First of all, the good news: compared to the home you currently live in (assuming it was built before about 1990), the new home you’ll end up building – practically however you do it – will be less draughty and cheaper to run. The regulations controlling energy efficiency have tightened significantly over the past 20 years and knowledge of energy efficiency best practice has become more commonplace. The Building Regulations concerning energy efficiency are supposed to change again in 2021/2022, have already been consulted on and we hope that the government implement a significant step change in the required level of performance.

By far the most important – as well as the easiest and cheapest – element of ensuring low future running costs is to concentrate on the amount of energy that your home requires in order to run. That’s a function of several different factors: its size, the number of occupants and so on, but the element you have most control over is your home’s ability to retain the heat energy created within it.
 

There are many things to consider here – not least the way the house is designed and built, and of critical importance is the amount of insulation in individual construction elements, ensuring that heat isn't lost through the roof, walls and floors. It is also important to manage so-called ‘thermal bridging’, which occurs at external wall junctions, and ensure that the amount of heat lost through these is minimised. The main indicators here are the U-value and the PSI-value.
 
As you compare different build systems and suppliers, all will list the U-value of the walls, roof, and floors they sell. It’s a measure of the heat loss through the system or window, and the lower the number, the better. It is designed to help you compare the different choices. Although there isn’t a universal Building Regulations requirement for U-values, the notional target is 0.18 for walls. To offer some context on this, the requirement in 2006 was 0.3; many poorly insulated old homes will have U-values in excess of 0.2. From a thermal bridging perspective, PSI-values measure the heat lost along a metre of junction between two thermal elements, for example the junction between the windowsill and the wall. 

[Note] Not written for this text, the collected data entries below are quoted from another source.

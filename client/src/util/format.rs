//! Display formatting for timestamps and message previews.
//!
//! Server timestamps arrive as strings in a few shapes (RFC 3339, or naive
//! `YYYY-MM-DD HH:MM:SS` assumed UTC). Anything unparseable is shown verbatim.

#[cfg(test)]
#[path = "format_test.rs"]
mod format_test;

use std::cmp::Ordering;

use chrono::{DateTime, NaiveDateTime, Utc};

const NAIVE_FORMATS: [&str; 3] = ["%Y-%m-%d %H:%M:%S", "%Y-%m-%dT%H:%M:%S%.f", "%Y-%m-%d %H:%M:%S%.f"];

pub fn parse_timestamp(raw: &str) -> Option<DateTime<Utc>> {
    let trimmed = raw.trim();
    if let Ok(parsed) = DateTime::parse_from_rfc3339(trimmed) {
        return Some(parsed.with_timezone(&Utc));
    }
    NAIVE_FORMATS
        .iter()
        .find_map(|fmt| NaiveDateTime::parse_from_str(trimmed, fmt).ok())
        .map(|naive| naive.and_utc())
}

/// Total order: parseable timestamps first in chronological order, then
/// unparseable ones by raw string. Equal instants tie-break on the raw text.
pub fn compare_timestamps(a: &str, b: &str) -> Ordering {
    sort_key(a).cmp(&sort_key(b))
}

fn sort_key(raw: &str) -> (bool, Option<DateTime<Utc>>, &str) {
    let parsed = parse_timestamp(raw);
    (parsed.is_none(), parsed, raw)
}

/// `YYYY-MM-DD HH:MM` in UTC, or the raw value when unparseable.
pub fn format_timestamp(raw: &str) -> String {
    parse_timestamp(raw).map_or_else(|| raw.to_owned(), |ts| ts.format("%Y-%m-%d %H:%M").to_string())
}

/// Calendar day only, for the account-creation column.
pub fn format_day(raw: &str) -> String {
    parse_timestamp(raw).map_or_else(|| raw.to_owned(), |ts| ts.format("%Y-%m-%d").to_string())
}

/// Collapse whitespace and cut to `max_chars`, appending `…` when cut.
pub fn truncate_preview(text: &str, max_chars: usize) -> String {
    let collapsed = text.split_whitespace().collect::<Vec<_>>().join(" ");
    if collapsed.chars().count() <= max_chars {
        return collapsed;
    }
    let mut cut = collapsed.chars().take(max_chars).collect::<String>();
    cut.push('…');
    cut
}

Because it’s relatively cheap and easy to install extra insulation at the construction phase, most experts agree it’s the first thing you should do if you really want to minimise your long-term bills – certainly much easier and more effective than fitting insulation after you’ve finished. Different types of insulation have different levels of performance, of course, but in general terms, the more the better. Modern forms of insulation such as those with phenolic cores perform far better for each inch of thickness than traditional forms such as expanded polystyrene or mineral wool.

 

As modern homes tend to have a bigger window to wall ratio (as opposed to traditional cottage-style homes, which have more walls and smaller windows), it’s important to consider the U-values of the windows, too.
 
It doesn't really make sense to have highly insulated walls only for the windows to leak significant amounts of heat. We are able to advise on the different levels of performance available, with double-glazed windows typically achieving a U-value of between 1.6-1.2 and triple-glazed windows in the region of 1.2-0.8. 
 

The other element of minimising the amount of heat loss from the building is to concentrate on airtightness- now a requirement under building regulations. The more airtight a house, the fewer draughts and gaps for warm air to depart and the cold to get in. As the amount of insulation incorporated within new properties increases, and the amount of thermal bridging reduces, improving airtightness becomes a significant way in which you can reduce the energy consumption of your new home. 
 
Generally speaking, leaky homes usually occur because of poor building system choice (i.e. the system could never be airtight) or poor site practice, such as a lack of attention to detail on the part of the builders. Factory-built panellised systems such as Kingspan TEK^® and Kingspan ULTIMA^™ clearly reduce the scope for things to go wrong in this area.

In airtight dwellings, it is important to ensure that sufficient ventilation is provided, and this may mean that a mechanical ventilation system with heat recovery (MVHR) is required. In an airtight, energy-efficient dwelling, the inclusion of an MVHR system will not only ensure a continuous supply of fresh air, but will also save on long-term running costs. 
 

Having minimised your heat requirement by concentrating on the four core areas of energy efficiency – thermal envelope design, insulation, window performance and airtightness – you have mastered the ‘fabric first’ approach, and can then decide on how you generate your energy. Simply put, the conventional choices have limited upfront costs but an element of uncertainty about future running costs.
 
The main options for renewable systems include (but are not limited to) biomass (wood pellets or logs); heat pumps (air or ground source); and solar (creating hot water or electricity as PV panels). They tend to have lower long-term running costs but a higher upfront investment, ranging from £5,000 to £15,000 in most cases, depending on the particular system and its size. There are some government incentives designed to mitigate the burden of these high-capital costs.
 
Building your own home is all about making decisions. For most people who want to do the sensible things to invest in low running costs, the best approach is to get the basics right – the things you can’t change later. And that is the compelling case for a fabric-first approach.
 

U-value
A measure of the heat loss through a square metre of thermal element such as a wall. The U-value (the lower the number, the better) calculation accounts for the thermal resistance of each of the materials concerned, along with an assessment of the repeating thermal bridges that exist.
 
PSI-values
A measure of heat loss along a metre of junction between two thermal elements. PSI-values are concerned with non-repeating thermal bridges and are based on standard construction details. The default PSI-values presented within the approved documents that support Building Regulations can be enhanced by thermally modelling the junctions. Our systems all benefit from thermally modelled junctions that provide an improvement over the default figures.